## The task
When you reach the entries below, transcribe each line word for word.
Top of Extracted information
use crate::player::{
    MediaEngine, MediaTrack, PlaybackMetrics, PlayerCommand, PlayerCore, PlayerEvent,
    RodioEngine,
};
use anyhow::{Result, anyhow};
use crossbeam_channel::{Receiver, Sender, bounded, unbounded};
use std::{sync::Arc, thread::JoinHandle, time::Duration};

pub struct PlayerHandle {
    commands: Sender<PlayerCommand>,
    events: Receiver<PlayerEvent>,
    metrics: Arc<PlaybackMetrics>,
    _thread: Option<JoinHandle<()>>,
}

impl PlayerHandle {
    /// Starts the player thread on the default audio output.
    pub fn spawn() -> Result<Self> {
        Self::spawn_with(|| {
            let engine = RodioEngine::new()?;
            Ok(Box::new(engine) as Box<dyn MediaEngine>)
        })
    }

    /// Starts the player thread with an engine built by `factory`, and
    /// waits until the engine reports whether it came up.
    pub fn spawn_with<F>(factory: F) -> Result<Self>
    where
        F: FnOnce() -> Result<Box<dyn MediaEngine>> + Send + 'static,
    {
        let (cmd_tx, cmd_rx) = unbounded();
        let (evt_tx, evt_rx) = unbounded();
        let (ready_tx, ready_rx) = bounded(1);
        let metrics = PlaybackMetrics::new();

        let thread = PlayerCore::spawn(factory, cmd_rx, evt_tx, Arc::clone(&metrics), ready_tx);

        match ready_rx.recv() {
            Ok(Ok(())) => (),
            Ok(Err(e)) => return Err(anyhow!("Failed to initialize playback engine: {e}")),
            Err(_) => return Err(anyhow!("Player thread exited during startup")),
        }

        Ok(Self {
            commands: cmd_tx,
            events: evt_rx,
            metrics,
            _thread: Some(thread),
        })
    }

    pub fn metrics(&self) -> Arc<PlaybackMetrics> {
        Arc::clone(&self.metrics)
    }

    pub fn events(&self) -> &Receiver<PlayerEvent> {
        &self.events
    }
}

// =====================
//    COMMAND HANDLER
// =====================
impl PlayerHandle {
    pub fn load(&self, track: MediaTrack) -> Result<()> {
        self.commands.send(PlayerCommand::Load(track))?;
        Ok(())
    }

    pub fn pause(&self) -> Result<()> {
        self.commands.send(PlayerCommand::Pause)?;
        Ok(())
    }

    pub fn resume(&self) -> Result<()> {
        self.commands.send(PlayerCommand::Resume)?;
        Ok(())
    }

    pub fn stop(&self) -> Result<()> {
        self.commands.send(PlayerCommand::Stop)?;
        Ok(())
    }

    pub fn set_time(&self, time: Duration) -> Result<()> {
        self.commands.send(PlayerCommand::SetTime(time))?;
        Ok(())
    }

    pub fn set_position(&self, position: f32) -> Result<()> {
        self.commands.send(PlayerCommand::SetPosition(position))?;
        Ok(())
    }

    pub fn set_volume(&self, volume: u8) -> Result<()> {
        self.commands.send(PlayerCommand::SetVolume(volume))?;
        Ok(())
    }
}

// ===============
//    ACCESSORS
// ===============
impl PlayerHandle {
    pub fn elapsed(&self) -> Duration {
        self.metrics.get_elapsed()
    }

    /// `None` while the engine has no length for the current media.
    pub fn length(&self) -> Option<Duration> {
        Some(self.metrics.get_length()).filter(|l| !l.is_zero())
    }
}

#[cfg(test)]
impl PlayerHandle {
    /// A handle with no player thread behind it. Tests read the commands the
    /// app sends and inject the events a player would publish.
    pub(crate) fn detached() -> (Self, Receiver<PlayerCommand>, Sender<PlayerEvent>) {
        let (cmd_tx, cmd_rx) = unbounded();
        let (evt_tx, evt_rx) = unbounded();
        let handle = Self {
            commands: cmd_tx,
            events: evt_rx,
            metrics: PlaybackMetrics::new(),
            _thread: None,
        };
        (handle, cmd_rx, evt_tx)
    }
}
Bottom of Extracted information
## Finished task
use crate::player::{
    MediaEngine, MediaTrack, PlaybackMetrics, PlayerCommand, PlayerCore, PlayerEvent,
    RodioEngine,
};
use anyhow::{Result, anyhow};
use crossbeam_channel::{Receiver, Sender, bounded, unbounded};
use std::{sync::Arc, thread::JoinHandle, time::Duration};

pub struct PlayerHandle {
    commands: Sender<PlayerCommand>,
    events: Receiver<PlayerEvent>,
    metrics: Arc<PlaybackMetrics>,
    _thread: Option<JoinHandle<()>>,
}

impl PlayerHandle {
    /// Starts the player thread on the default audio output.
    pub fn spawn() -> Result<Self> {
        Self::spawn_with(|| {
            let engine = RodioEngine::new()?;
            Ok(Box::new(engine) as Box<dyn MediaEngine>)
        })
    }

    /// Starts the player thread with an engine built by `factory`, and
    /// waits until the engine reports whether it came up.
    pub fn spawn_with<F>(factory: F) -> Result<Self>
    where
        F: FnOnce() -> Result<Box<dyn MediaEngine>> + Send + 'static,
    {
        let (cmd_tx, cmd_rx) = unbounded();
        let (evt_tx, evt_rx) = unbounded();
        let (ready_tx, ready_rx) = bounded(1);
        let metrics = PlaybackMetrics::new();

        let thread = PlayerCore::spawn(factory, cmd_rx, evt_tx, Arc::clone(&metrics), ready_tx);

        match ready_rx.recv() {
            Ok(Ok(())) => (),
            Ok(Err(e)) => return Err(anyhow!("Failed to initialize playback engine: {e}")),
            Err(_) => return Err(anyhow!("Player thread exited during startup")),
        }

        Ok(Self {
            commands: cmd_tx,
            events: evt_rx,
            metrics,
            _thread: Some(thread),
        })
    }

    pub fn metrics(&self) -> Arc<PlaybackMetrics> {
        Arc::clone(&self.metrics)
    }

    pub fn events(&self) -> &Receiver<PlayerEvent> {
        &self.events
    }
}

// =====================
//    COMMAND HANDLER
// =====================
impl PlayerHandle {
    pub fn load(&self, track: MediaTrack) -> Result<()> {
        self.commands.send(PlayerCommand::Load(track))?;
        Ok(())
    }

    pub fn pause(&self) -> Result<()> {
        self.commands.send(PlayerCommand::Pause)?;
        Ok(())
    }

    pub fn resume(&self) -> Result<()> {
        self.commands.send(PlayerCommand::Resume)?;
        Ok(())
    }

    pub fn stop(&self) -> Result<()> {
        self.commands.send(PlayerCommand::Stop)?;
        Ok(())
    }

    pub fn set_time(&self, time: Duration) -> Result<()> {
        self.commands.send(PlayerCommand::SetTime(time))?;
        Ok(())
    }

    pub fn set_position(&self, position: f32) -> Result<()> {
        self.commands.send(PlayerCommand::SetPosition(position))?;
        Ok(())
    }

    pub fn set_volume(&self, volume: u8) -> Result<()> {
        self.commands.send(PlayerCommand::SetVolume(volume))?;
        Ok(())
    }
}

// ===============
//    ACCESSORS
// ===============
impl PlayerHandle {
    pub fn elapsed(&self) -> Duration {
        self.metrics.get_elapsed()
    }

    /// `None` while the engine has no length for the current media.
    pub fn length(&self) -> Option<Duration> {
        Some(self.metrics.get_length()).filter(|l| !l.is_zero())
    }
}

#[cfg(test)]
impl PlayerHandle {
    /// A handle with no player thread behind it. Tests read the commands the
    /// app sends and inject the events a player would publish.
    pub(crate) fn detached() -> (Self, Receiver<PlayerCommand>, Sender<PlayerEvent>) {
        let (cmd_tx, cmd_rx) = unbounded();
        let (evt_tx, evt_rx) = unbounded();
        let handle = Self {
            commands: cmd_tx,
            events: evt_rx,
            metrics: PlaybackMetrics::new(),
            _thread: None,
        };
        (handle, cmd_rx, evt_tx)
    }
}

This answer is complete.